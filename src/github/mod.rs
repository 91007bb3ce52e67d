//! Repository harvesting from a code-hosting API
//!
//! # Components
//!
//! - `RepositoryRef`: parses the reference forms accepted in config
//! - `GithubClient`: metadata, recursive tree and blob calls
//! - `classify_file_type`: first-match file-type rules
//! - `RepositoryWalker`: walks repositories and persists the repository corpus

mod classify;
mod client;
mod reference;
mod walker;

pub use classify::{classify_file_type, is_vendored, should_include};
pub use client::{decode_blob, GithubClient, RepositoryMetadata, TreeEntry};
pub use reference::RepositoryRef;
pub use walker::{HarvestReport, RepositoryWalker, WalkOutput};

use crate::config::Config;
use crate::storage::open_storage;
use crate::HarvestError;
use std::path::Path;
use thiserror::Error;

/// Errors talking to the repository host
#[derive(Debug, Error)]
pub enum GithubError {
    #[error("Request to {url} failed: {source}")]
    Request { url: String, source: reqwest::Error },

    #[error("{url} returned HTTP {status}")]
    Status { url: String, status: u16 },

    #[error("Failed to decode {path}: {message}")]
    Decode { path: String, message: String },

    #[error("Invalid repository reference: {0}")]
    InvalidReference(String),
}

/// Harvests every configured repository into the data directory
///
/// # Arguments
///
/// * `config` - The loaded configuration
///
/// # Returns
///
/// * `Ok(HarvestReport)` - Repository corpus written
/// * `Err(HarvestError)` - Storage could not be opened or written
pub async fn harvest(config: &Config) -> Result<HarvestReport, HarvestError> {
    let mut storage = open_storage(Path::new(&config.output.data_dir))?;
    let walker = RepositoryWalker::new(config)?;
    walker.run(&mut storage).await
}
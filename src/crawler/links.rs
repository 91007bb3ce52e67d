//! Link discovery on fetched pages
//!
//! Links are collected from the full parsed document, before any boilerplate
//! is stripped, so navigation sidebars still feed the frontier.

use crate::url::{classify_link, LinkDecision, ScopePolicy};
use scraper::{Html, Selector};
use std::collections::HashSet;
use std::sync::LazyLock;
use url::Url;

static ANCHOR_SELECTOR: LazyLock<Selector> =
    LazyLock::new(|| Selector::parse("a[href]").expect("anchor selector"));

static CANONICAL_SELECTOR: LazyLock<Selector> = LazyLock::new(|| {
    Selector::parse("link[rel='canonical'][href]").expect("canonical selector")
});

/// Extracts in-scope links from a parsed page
///
/// # Link Extraction Rules
///
/// **Include:**
/// - `<a href="...">` tags anywhere in the document
/// - `<link rel="canonical" href="...">`
///
/// **Exclude:**
/// - `<a href="..." download>`
/// - Anything the scope policies reject
///
/// # Arguments
///
/// * `document` - The parsed page
/// * `page_url` - The URL the page was fetched from, used to resolve relative links
/// * `policies` - Site scopes; a link accepted by any of them is kept
///
/// # Returns
///
/// Normalized in-scope URLs in document order, without duplicates
pub fn discover_links(document: &Html, page_url: &Url, policies: &[ScopePolicy]) -> Vec<Url> {
    let mut seen = HashSet::new();
    let mut links = Vec::new();

    let anchors = document
        .select(&ANCHOR_SELECTOR)
        .filter(|element| element.value().attr("download").is_none());
    let canonical = document.select(&CANONICAL_SELECTOR);

    for element in anchors.chain(canonical) {
        let Some(href) = element.value().attr("href") else {
            continue;
        };

        match classify_link(href, page_url, policies) {
            LinkDecision::Accept(url) => {
                if seen.insert(url.as_str().to_string()) {
                    links.push(url);
                }
            }
            LinkDecision::Reject(reason) => {
                tracing::trace!("Rejected link {} on {}: {:?}", href, page_url, reason);
            }
        }
    }

    links
}
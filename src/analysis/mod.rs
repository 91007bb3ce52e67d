//! Code pattern analysis over harvested repository files
//!
//! # Components
//!
//! - `PatternExtractor` / `RegexExtractor`: structural matches in Onyx source
//! - `score_complexity`: line count plus construct penalty, bucketed into tiers
//! - `TopicTagger`: path, import, syntax and HTML topic rules

mod complexity;
mod patterns;
mod topics;

pub use complexity::{
    score_complexity, tier_for, ComplexityScore, COMPLEX_CONSTRUCT_PENALTY, INTERMEDIATE_CEILING,
    SIMPLE_CEILING,
};
pub use patterns::{ExtractedPatterns, PatternExtractor, RegexExtractor};
pub use topics::{TopicTagger, WEB_TOPIC};

use crate::types::{
    ComplexityTier, FileAnalysis, FileType, FileTypeBreakdown, PatternIndex, PatternRecord,
    RepositoryFile, TopicExample, TopicIndex,
};
use std::collections::BTreeSet;

/// Characters of file content kept as a topic example preview
pub const PREVIEW_CHARS: usize = 300;

/// Everything the analyzer derives from a set of files
#[derive(Debug, Clone, Default)]
pub struct AnalysisOutput {
    pub patterns: PatternIndex,
    pub topics: TopicIndex,
    pub file_analysis: Vec<FileAnalysis>,
    pub file_types: FileTypeBreakdown,
}

/// Runs pattern extraction, complexity scoring and topic tagging
pub struct PatternAnalyzer<E: PatternExtractor = RegexExtractor> {
    extractor: E,
}

impl PatternAnalyzer<RegexExtractor> {
    pub fn new() -> Self {
        Self {
            extractor: RegexExtractor::new(),
        }
    }
}

impl Default for PatternAnalyzer<RegexExtractor> {
    fn default() -> Self {
        Self::new()
    }
}

impl<E: PatternExtractor> PatternAnalyzer<E> {
    /// Creates an analyzer around a custom extractor
    pub fn with_extractor(extractor: E) -> Self {
        Self { extractor }
    }

    /// Analyses every file
    ///
    /// Source and example files get patterns, complexity and topics; HTML
    /// files get topics only. Every file counts toward the type breakdown.
    ///
    /// # Arguments
    ///
    /// * `files` - Files produced by the repository walker
    ///
    /// # Returns
    ///
    /// The aggregated [`AnalysisOutput`]
    pub fn analyze(&self, files: &[RepositoryFile]) -> AnalysisOutput {
        let tagger = TopicTagger::new(&self.extractor);
        let mut output = AnalysisOutput::default();

        for file in files {
            *output.file_types.entry(file.file_type).or_insert(0) += 1;

            match file.file_type {
                FileType::Source | FileType::Example => {
                    self.collect_patterns(file, &mut output.patterns);

                    let score = score_complexity(&self.extractor, &file.content);
                    let topics = tagger.tag(file);
                    file_topics(&mut output.topics, file, Some(score.tier), &topics);

                    output.file_analysis.push(FileAnalysis {
                        repository: file.repository.clone(),
                        path: file.path.clone(),
                        complexity: Some(score.tier),
                        complexity_score: Some(score.score),
                        topics: topics.into_iter().collect(),
                    });
                }
                file_type if file_type.is_html() => {
                    let topics = tagger.tag_html(file);
                    file_topics(&mut output.topics, file, None, &topics);

                    output.file_analysis.push(FileAnalysis {
                        repository: file.repository.clone(),
                        path: file.path.clone(),
                        complexity: None,
                        complexity_score: None,
                        topics: topics.into_iter().collect(),
                    });
                }
                _ => {}
            }
        }

        tracing::debug!(
            "Analysed {} files: {} patterns, {} topics",
            files.len(),
            output.patterns.total(),
            output.topics.len()
        );

        output
    }

    fn collect_patterns(&self, file: &RepositoryFile, index: &mut PatternIndex) {
        let extracted = self.extractor.extract(&file.content);
        let record = |definition: String| PatternRecord {
            definition,
            path: file.path.clone(),
            repository: file.repository.clone(),
            url: file.url.clone(),
        };

        index.imports.extend(extracted.imports.into_iter().map(record));
        index.functions.extend(extracted.functions.into_iter().map(record));
        index.structs.extend(extracted.structs.into_iter().map(record));
        index.enums.extend(extracted.enums.into_iter().map(record));
    }
}

fn file_topics(
    index: &mut TopicIndex,
    file: &RepositoryFile,
    complexity: Option<ComplexityTier>,
    topics: &BTreeSet<String>,
) {
    for topic in topics {
        index.entry(topic.clone()).or_default().push(TopicExample {
            repository: file.repository.clone(),
            path: file.path.clone(),
            url: file.url.clone(),
            file_type: file.file_type,
            complexity,
            preview: file.content.chars().take(PREVIEW_CHARS).collect(),
        });
    }
}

Exercise: Your answer should be the lines above, from the line containing "Analyses every file" up to and including the line containing "file, Some(score.tier), &topics);", reproduced exactly and with nothing else.

Your response:
    /// Analyses every file
    ///
    /// Source and example files get patterns, complexity and topics; HTML
    /// files get topics only. Every file counts toward the type breakdown.
    ///
    /// # Arguments
    ///
    /// * `files` - Files produced by the repository walker
    ///
    /// # Returns
    ///
    /// The aggregated [`AnalysisOutput`]
    pub fn analyze(&self, files: &[RepositoryFile]) -> AnalysisOutput {
        let tagger = TopicTagger::new(&self.extractor);
        let mut output = AnalysisOutput::default();

        for file in files {
            *output.file_types.entry(file.file_type).or_insert(0) += 1;

            match file.file_type {
                FileType::Source | FileType::Example => {
                    self.collect_patterns(file, &mut output.patterns);

                    let score = score_complexity(&self.extractor, &file.content);
                    let topics = tagger.tag(file);
                    file_topics(&mut output.topics, file, Some(score.tier), &topics);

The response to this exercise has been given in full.